use std::sync::atomic::{AtomicU64, Ordering};

use serde::{Deserialize, Serialize};

/// Snapshot of stream health for a session.
#[derive(Debug, Clone, Copy, Default, PartialEq, Eq, Serialize, Deserialize)]
pub struct StreamDiagnostics {
    pub callback_count: u64,
    pub frames_processed: u64,
    pub samples_captured: u64,
    /// Samples refused by the capture buffer (cap reached or buffer busy).
    pub dropped_samples: u64,
    /// Blocks skipped entirely because the capture buffer was contended.
    pub skipped_blocks: u64,
    pub overruns: u64,
    pub underruns: u64,
    pub stream_errors: u64,
    pub mode_switches: u64,
    /// Frames written to the reference output, if one is attached.
    pub frames_rendered: u64,
}

impl StreamDiagnostics {
    pub fn xruns(&self) -> u64 {
        self.overruns + self.underruns
    }
}

/// Lock-free counters written from the callback thread.
#[derive(Debug, Default)]
pub struct StreamCounters {
    callback_count: AtomicU64,
    frames_processed: AtomicU64,
    samples_captured: AtomicU64,
    dropped_samples: AtomicU64,
    skipped_blocks: AtomicU64,
    overruns: AtomicU64,
    underruns: AtomicU64,
    stream_errors: AtomicU64,
    mode_switches: AtomicU64,
    frames_rendered: AtomicU64,
}

impl StreamCounters {
    #[inline]
    pub fn record_block(&self, frames: u64, captured: u64, dropped: u64) {
        self.callback_count.fetch_add(1, Ordering::Relaxed);
        self.frames_processed.fetch_add(frames, Ordering::Relaxed);
        self.samples_captured.fetch_add(captured, Ordering::Relaxed);
        if dropped > 0 {
            self.dropped_samples.fetch_add(dropped, Ordering::Relaxed);
        }
    }

    #[inline]
    pub fn record_skipped(&self, frames: u64, samples: u64) {
        self.callback_count.fetch_add(1, Ordering::Relaxed);
        self.frames_processed.fetch_add(frames, Ordering::Relaxed);
        self.skipped_blocks.fetch_add(1, Ordering::Relaxed);
        self.dropped_samples.fetch_add(samples, Ordering::Relaxed);
    }

    /// Returns the new total so callers can rate-limit logging.
    pub fn record_overrun(&self) -> u64 {
        self.overruns.fetch_add(1, Ordering::Relaxed) + 1
    }

    pub fn record_underrun(&self) -> u64 {
        self.underruns.fetch_add(1, Ordering::Relaxed) + 1
    }

    pub fn record_stream_error(&self) -> u64 {
        self.stream_errors.fetch_add(1, Ordering::Relaxed) + 1
    }

    pub fn record_mode_switch(&self) {
        self.mode_switches.fetch_add(1, Ordering::Relaxed);
    }

    #[inline]
    pub fn record_render(&self, frames: u64) {
        self.frames_rendered.fetch_add(frames, Ordering::Relaxed);
    }

    pub fn snapshot(&self) -> StreamDiagnostics {
        StreamDiagnostics {
            callback_count: self.callback_count.load(Ordering::Relaxed),
            frames_processed: self.frames_processed.load(Ordering::Relaxed),
            samples_captured: self.samples_captured.load(Ordering::Relaxed),
            dropped_samples: self.dropped_samples.load(Ordering::Relaxed),
            skipped_blocks: self.skipped_blocks.load(Ordering::Relaxed),
            overruns: self.overruns.load(Ordering::Relaxed),
            underruns: self.underruns.load(Ordering::Relaxed),
            stream_errors: self.stream_errors.load(Ordering::Relaxed),
            mode_switches: self.mode_switches.load(Ordering::Relaxed),
            frames_rendered: self.frames_rendered.load(Ordering::Relaxed),
        }
    }

    pub fn reset(&self) {
        for counter in [
            &self.callback_count,
            &self.frames_processed,
            &self.samples_captured,
            &self.dropped_samples,
            &self.skipped_blocks,
            &self.overruns,
            &self.underruns,
            &self.stream_errors,
            &self.mode_switches,
            &self.frames_rendered,
        ] {
            counter.store(0, Ordering::Relaxed);
        }
    }
}

#[cfg(test)]
mod tests {
    use super::*;

    #[test]
    fn counters_accumulate_and_reset() {
        let counters = StreamCounters::default();
        counters.record_block(48, 48, 0);
        counters.record_block(48, 40, 8);
        counters.record_skipped(48, 48);
        assert_eq!(counters.record_overrun(), 1);
        assert_eq!(counters.record_underrun(), 1);

        let snap = counters.snapshot();
        assert_eq!(snap.callback_count, 3);
        assert_eq!(snap.frames_processed, 144);
        assert_eq!(snap.samples_captured, 88);
        assert_eq!(snap.dropped_samples, 56);
        assert_eq!(snap.skipped_blocks, 1);
        assert_eq!(snap.xruns(), 2);

        counters.reset();
        assert_eq!(counters.snapshot(), StreamDiagnostics::default());
    }
}
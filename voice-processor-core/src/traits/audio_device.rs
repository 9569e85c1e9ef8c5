use std::sync::Arc;

use crate::models::config::{ActualConfig, StreamConfig};
use crate::models::device::DeviceInfo;
use crate::models::error::EngineError;

/// Non-fatal conditions a device reports while its stream keeps running.
#[derive(Debug, Clone, PartialEq, Eq)]
pub enum StreamEvent {
    /// Input arrived faster than it was consumed; frames were lost.
    Overrun,
    /// The device ran dry before the next callback was due.
    Underrun,
    /// The device went away. No further blocks will arrive.
    DeviceLost,
    Error(String),
}

/// Callback invoked with one contiguous, interleaved block per hardware period.
///
/// The block is mutable so processing can happen in place.
pub type BlockCallback = Arc<dyn Fn(&mut [i16]) + Send + Sync + 'static>;

/// Callback invoked for stream-level events (xruns, device loss).
pub type EventCallback = Arc<dyn Fn(StreamEvent) + Send + Sync + 'static>;

/// The pair of callbacks a device drives while started.
#[derive(Clone)]
pub struct StreamCallbacks {
    pub on_block: BlockCallback,
    pub on_event: EventCallback,
}

/// Interface for audio input backends.
///
/// Implemented by:
/// - `VirtualDevice` (this crate, host-free)
/// - `CpalInputDevice` (`voice-processor-cpal`)
///
/// Contract: block callbacks for one open stream are strictly sequential,
/// never concurrent with each other. `stop` returns only once no further
/// callback will start.
pub trait AudioDevice: Send {
    /// Whether the device can currently be opened.
    fn is_available(&self) -> bool;

    /// Open the device, negotiating the closest supported configuration.
    ///
    /// An unsupported rate or buffer size is not an error: the returned
    /// `ActualConfig` carries what the device settled on.
    fn open(&mut self, requested: &StreamConfig) -> Result<ActualConfig, EngineError>;

    /// Begin delivering blocks. Requires a prior `open`.
    fn start(&mut self, callbacks: StreamCallbacks) -> Result<(), EngineError>;

    /// Stop delivering blocks. The device stays open.
    fn stop(&mut self) -> Result<(), EngineError>;

    /// Release the device. Implies `stop`.
    fn close(&mut self);

    /// The negotiated config of the open stream, if any.
    fn actual_config(&self) -> Option<ActualConfig>;

    fn device_info(&self) -> DeviceInfo;
}
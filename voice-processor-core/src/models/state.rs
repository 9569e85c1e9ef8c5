use std::fmt;

use super::mode::ProcessingMode;

/// Session controller state machine.
///
/// State transitions:
/// ```text
/// uninitialized ─init→ idle ─start*→ running(mode) ─stop→ stopped
///                       ↑               ↺ set_mode          │
///                       └──────────────── init ─────────────┘
/// ```
#[derive(Debug, Clone, Copy, Default, PartialEq)]
pub enum SessionState {
    #[default]
    Uninitialized,
    Idle,
    Running(ProcessingMode),
    Stopped,
}

impl SessionState {
    pub fn is_idle(&self) -> bool {
        matches!(self, Self::Idle)
    }

    pub fn is_running(&self) -> bool {
        matches!(self, Self::Running(_))
    }

    pub fn is_stopped(&self) -> bool {
        matches!(self, Self::Stopped)
    }

    /// Whether a device has been opened and its actual config is known.
    pub fn is_initialized(&self) -> bool {
        !matches!(self, Self::Uninitialized)
    }

    /// `init` is allowed from every state except a running stream.
    pub fn can_init(&self) -> bool {
        !self.is_running()
    }

    pub fn mode(&self) -> Option<ProcessingMode> {
        match self {
            Self::Running(mode) => Some(*mode),
            _ => None,
        }
    }
}

impl fmt::Display for SessionState {
    fn fmt(&self, f: &mut fmt::Formatter<'_>) -> fmt::Result {
        match self {
            Self::Uninitialized => write!(f, "uninitialized"),
            Self::Idle => write!(f, "idle"),
            Self::Running(mode) => write!(f, "running({})", mode),
            Self::Stopped => write!(f, "stopped"),
        }
    }
}

#[cfg(test)]
mod tests {
    use super::*;

    #[test]
    fn running_carries_mode() {
        let state = SessionState::Running(ProcessingMode::amplify(2.0));
        assert!(state.is_running());
        assert!(!state.can_init());
        assert_eq!(state.mode(), Some(ProcessingMode::Amplify { gain: 2.0 }));
        assert_eq!(state.to_string(), "running(amplify x2)");
    }

    #[test]
    fn init_allowed_outside_running() {
        assert!(SessionState::Uninitialized.can_init());
        assert!(SessionState::Idle.can_init());
        assert!(SessionState::Stopped.can_init());
        assert!(!SessionState::Uninitialized.is_initialized());
        assert!(SessionState::Stopped.is_initialized());
    }
}
use std::sync::Arc;

use crate::models::config::OutputConfig;
use crate::models::device::DeviceInfo;
use crate::models::error::EngineError;

use super::audio_device::EventCallback;

/// Callback asked to fill one mono output block, one sample per frame.
pub type RenderCallback = Arc<dyn Fn(&mut [i16]) + Send + Sync + 'static>;

/// Interface for playback backends that emit the reference signal.
///
/// Implemented by:
/// - `VirtualOutput` (this crate, host-free)
/// - `CpalOutputDevice` (`voice-processor-cpal`)
///
/// The render callback always works in mono; backends spread each frame
/// across the device's channels. Render calls for one stream are strictly
/// sequential and `stop` returns only once no further render will start.
pub trait OutputDevice: Send {
    fn is_available(&self) -> bool;

    /// Open for playback near `sample_rate`. The device may settle elsewhere.
    fn open(&mut self, sample_rate: u32) -> Result<OutputConfig, EngineError>;

    fn start(&mut self, render: RenderCallback, on_event: EventCallback) -> Result<(), EngineError>;

    fn stop(&mut self) -> Result<(), EngineError>;

    /// Release the device. Implies `stop`.
    fn close(&mut self);

    fn output_config(&self) -> Option<OutputConfig>;

    fn device_info(&self) -> DeviceInfo;
}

········

• What you should do:
From the material above, set down exactly the lines starting at the one with "never concurrent with" and ending at the one with "error: the returned", end lines included.

• Exercise result:
/// never concurrent with each other. `stop` returns only once no further
/// callback will start.
pub trait AudioDevice: Send {
    /// Whether the device can currently be opened.
    fn is_available(&self) -> bool;

    /// Open the device, negotiating the closest supported configuration.
    ///
    /// An unsupported rate or buffer size is not an error: the returned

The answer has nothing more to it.